**Directions for this task**.
Whenever a line below includes "grad", add it to the tally, then give the total and nothing more.

(Records from a collection)
◇ ◇ ◇

//! Histogram regression trees used by the boosting learner.
//!
//! Trees are stored as a flat node vector; node 0 is the root and a row
//! goes left when `value <= threshold`.

use ndarray::{ArrayView1, ArrayView2};
use serde::{Deserialize, Serialize};

/// Upper bound on histogram bins per feature (bin ids fit in a `u8`)
pub const MAX_BINS: usize = 256;

/// Tree node
#[derive(Debug, Clone, PartialEq, Serialize, Deserialize)]
#[serde(tag = "kind", rename_all = "snake_case")]
pub enum Node {
    Split {
        feature: usize,
        threshold: f32,
        gain: f64,
        left: usize,
        right: usize,
    },
    Leaf {
        value: f64,
    },
}

/// A fitted regression tree
#[derive(Debug, Clone, PartialEq, Serialize, Deserialize)]
pub struct RegressionTree {
    nodes: Vec<Node>,
}

impl RegressionTree {
    /// Single-leaf tree
    pub fn leaf(value: f64) -> Self {
        Self {
            nodes: vec![Node::Leaf { value }],
        }
    }

    pub fn nodes(&self) -> &[Node] {
        &self.nodes
    }

    pub fn predict_row(&self, row: ArrayView1<f32>) -> f64 {
        let mut index = 0;
        loop {
            match &self.nodes[index] {
                Node::Leaf { value } => return *value,
                Node::Split {
                    feature,
                    threshold,
                    left,
                    right,
                    ..
                } => {
                    index = if row[*feature] <= *threshold {
                        *left
                    } else {
                        *right
                    };
                }
            }
        }
    }

    /// Add each split's gain to its feature's slot
    pub fn accumulate_gain(&self, importances: &mut [f64]) {
        for node in &self.nodes {
            if let Node::Split { feature, gain, .. } = node {
                importances[*feature] += gain;
            }
        }
    }
}

/// Per-feature quantile bin edges
#[derive(Debug, Clone)]
pub struct FeatureBins {
    edges: Vec<Vec<f32>>,
}

impl FeatureBins {
    /// Compute at most `max_bins` bins per feature from the column
    /// quantiles of `x`.
    pub fn fit(x: ArrayView2<f32>, max_bins: usize) -> Self {
        let max_bins = max_bins.clamp(2, MAX_BINS);
        let edges = x
            .columns()
            .into_iter()
            .map(|column| {
                let mut sorted: Vec<f32> = column.iter().copied().collect();
                sorted.sort_by(|a, b| a.total_cmp(b));

                let mut unique = sorted.clone();
                unique.dedup();

                if unique.len() <= max_bins {
                    // every distinct value but the largest is a cut point
                    unique.pop();
                    unique
                } else {
                    let n = sorted.len();
                    let max = sorted[n - 1];
                    let mut cuts: Vec<f32> = (1..max_bins)
                        .map(|k| sorted[k * n / max_bins])
                        .filter(|&v| v < max)
                        .collect();
                    cuts.dedup();
                    cuts
                }
            })
            .collect();

        Self { edges }
    }

    pub fn n_bins(&self, feature: usize) -> usize {
        self.edges[feature].len() + 1
    }

    pub fn threshold(&self, feature: usize, bin: usize) -> f32 {
        self.edges[feature][bin]
    }

    /// Bin every cell of `x`, column-major
    pub fn bin_matrix(&self, x: ArrayView2<f32>) -> Vec<Vec<u8>> {
        x.columns()
            .into_iter()
            .zip(&self.edges)
            .map(|(column, edges)| {
                column
                    .iter()
                    .map(|&v| edges.partition_point(|&e| e < v) as u8)
                    .collect()
            })
            .collect()
    }
}

/// Growth parameters for a single tree
#[derive(Debug, Clone, Copy)]
pub struct TreeParams {
    pub max_depth: usize,
    pub min_child_weight: f64,
    pub lambda: f64,
    /// Multiplier applied to every leaf value
    pub shrinkage: f64,
}

struct SplitCandidate {
    feature: usize,
    bin: usize,
    gain: f64,
}

/// Depth-first histogram tree grower over pre-binned columns
pub struct TreeBuilder<'a> {
    bins: &'a FeatureBins,
    binned: &'a [Vec<u8>],
    grad: &'a [f64],
    hess: &'a [f64],
    params: TreeParams,
    nodes: Vec<Node>,
}

impl<'a> TreeBuilder<'a> {
    pub fn new(
        bins: &'a FeatureBins,
        binned: &'a [Vec<u8>],
        grad: &'a [f64],
        hess: &'a [f64],
        params: TreeParams,
    ) -> Self {
        Self {
            bins,
            binned,
            grad,
            hess,
            params,
            nodes: Vec::new(),
        }
    }

    /// Grow a tree over the given rows
    pub fn build(mut self, rows: Vec<usize>) -> RegressionTree {
        if rows.is_empty() {
            return RegressionTree::leaf(0.0);
        }
        self.grow(rows, 0);
        RegressionTree { nodes: self.nodes }
    }

    fn grow(&mut self, rows: Vec<usize>, depth: usize) -> usize {
        let (g_sum, h_sum) = rows.iter().fold((0.0, 0.0), |(g, h), &r| {
            (g + self.grad[r], h + self.hess[r])
        });
        let leaf_value = -g_sum / (h_sum + self.params.lambda) * self.params.shrinkage;

        let index = self.nodes.len();
        self.nodes.push(Node::Leaf { value: leaf_value });

        if depth >= self.params.max_depth || rows.len() < 2 {
            return index;
        }

        let Some(split) = self.best_split(&rows, g_sum, h_sum) else {
            return index;
        };

        let column = &self.binned[split.feature];
        let (left_rows, right_rows): (Vec<usize>, Vec<usize>) = rows
            .into_iter()
            .partition(|&r| (column[r] as usize) <= split.bin);

        let left = self.grow(left_rows, depth + 1);
        let right = self.grow(right_rows, depth + 1);

        self.nodes[index] = Node::Split {
            feature: split.feature,
            threshold: self.bins.threshold(split.feature, split.bin),
            gain: split.gain,
            left,
            right,
        };
        index
    }

    fn best_split(&self, rows: &[usize], g_sum: f64, h_sum: f64) -> Option<SplitCandidate> {
        let lambda = self.params.lambda;
        let parent_score = g_sum * g_sum / (h_sum + lambda);
        let mut best: Option<SplitCandidate> = None;

        for (feature, column) in self.binned.iter().enumerate() {
            let n_bins = self.bins.n_bins(feature);
            if n_bins < 2 {
                continue;
            }

            let mut hist_g = vec![0.0; n_bins];
            let mut hist_h = vec![0.0; n_bins];
            for &r in rows {
                let bin = column[r] as usize;
                hist_g[bin] += self.grad[r];
                hist_h[bin] += self.hess[r];
            }

            let (mut g_left, mut h_left) = (0.0, 0.0);
            for bin in 0..n_bins - 1 {
                g_left += hist_g[bin];
                h_left += hist_h[bin];
                let g_right = g_sum - g_left;
                let h_right = h_sum - h_left;
                if h_left < self.params.min_child_weight || h_right < self.params.min_child_weight
                {
                    continue;
                }

                let gain = 0.5
                    * (g_left * g_left / (h_left + lambda) + g_right * g_right / (h_right + lambda)
                        - parent_score);
                if gain > 1e-10 && best.as_ref().map_or(true, |b| gain > b.gain) {
                    best = Some(SplitCandidate { feature, bin, gain });
                }
            }
        }

        best
    }
}

#[cfg(test)]
mod tests {
    use super::*;
    use ndarray::array;

    fn params() -> TreeParams {
        TreeParams {
            max_depth: 3,
            min_child_weight: 0.0,
            lambda: 0.0,
            shrinkage: 1.0,
        }
    }

    #[test]
    fn test_bins_respect_thresholds() {
        let x = array![[1.0_f32], [2.0], [3.0], [4.0]];
        let bins = FeatureBins::fit(x.view(), 16);
        assert_eq!(bins.n_bins(0), 4);

        let binned = bins.bin_matrix(x.view());
        assert_eq!(binned[0], vec![0, 1, 2, 3]);
        // bin b holds values <= threshold(b)
        assert_eq!(bins.threshold(0, 1), 2.0);
    }

    #[test]
    fn test_constant_feature_has_one_bin() {
        let x = array![[5.0_f32], [5.0], [5.0]];
        let bins = FeatureBins::fit(x.view(), 16);
        assert_eq!(bins.n_bins(0), 1);
    }

    #[test]
    fn test_tree_separates_step_function() {
        let x = array![[1.0_f32], [2.0], [3.0], [4.0]];
        let bins = FeatureBins::fit(x.view(), 16);
        let binned = bins.bin_matrix(x.view());
        // squared loss towards targets -1, -1, 1, 1
        let grad = vec![1.0, 1.0, -1.0, -1.0];
        let hess = vec![1.0; 4];

        let tree = TreeBuilder::new(&bins, &binned, &grad, &hess, params()).build(vec![0, 1, 2, 3]);

        assert!((tree.predict_row(x.row(0)) + 1.0).abs() < 1e-12);
        assert!((tree.predict_row(x.row(3)) - 1.0).abs() < 1e-12);

        let mut importances = vec![0.0];
        tree.accumulate_gain(&mut importances);
        assert!(importances[0] > 0.0);
    }

    #[test]
    fn test_depth_zero_is_single_leaf() {
        let x = array![[1.0_f32], [2.0]];
        let bins = FeatureBins::fit(x.view(), 16);
        let binned = bins.bin_matrix(x.view());
        let grad = vec![1.0, -1.0];
        let hess = vec![1.0, 1.0];
        let mut p = params();
        p.max_depth = 0;

        let tree = TreeBuilder::new(&bins, &binned, &grad, &hess, p).build(vec![0, 1]);
        assert_eq!(tree.nodes().len(), 1);
    }
}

◇ ◇ ◇

**Written reply**.
9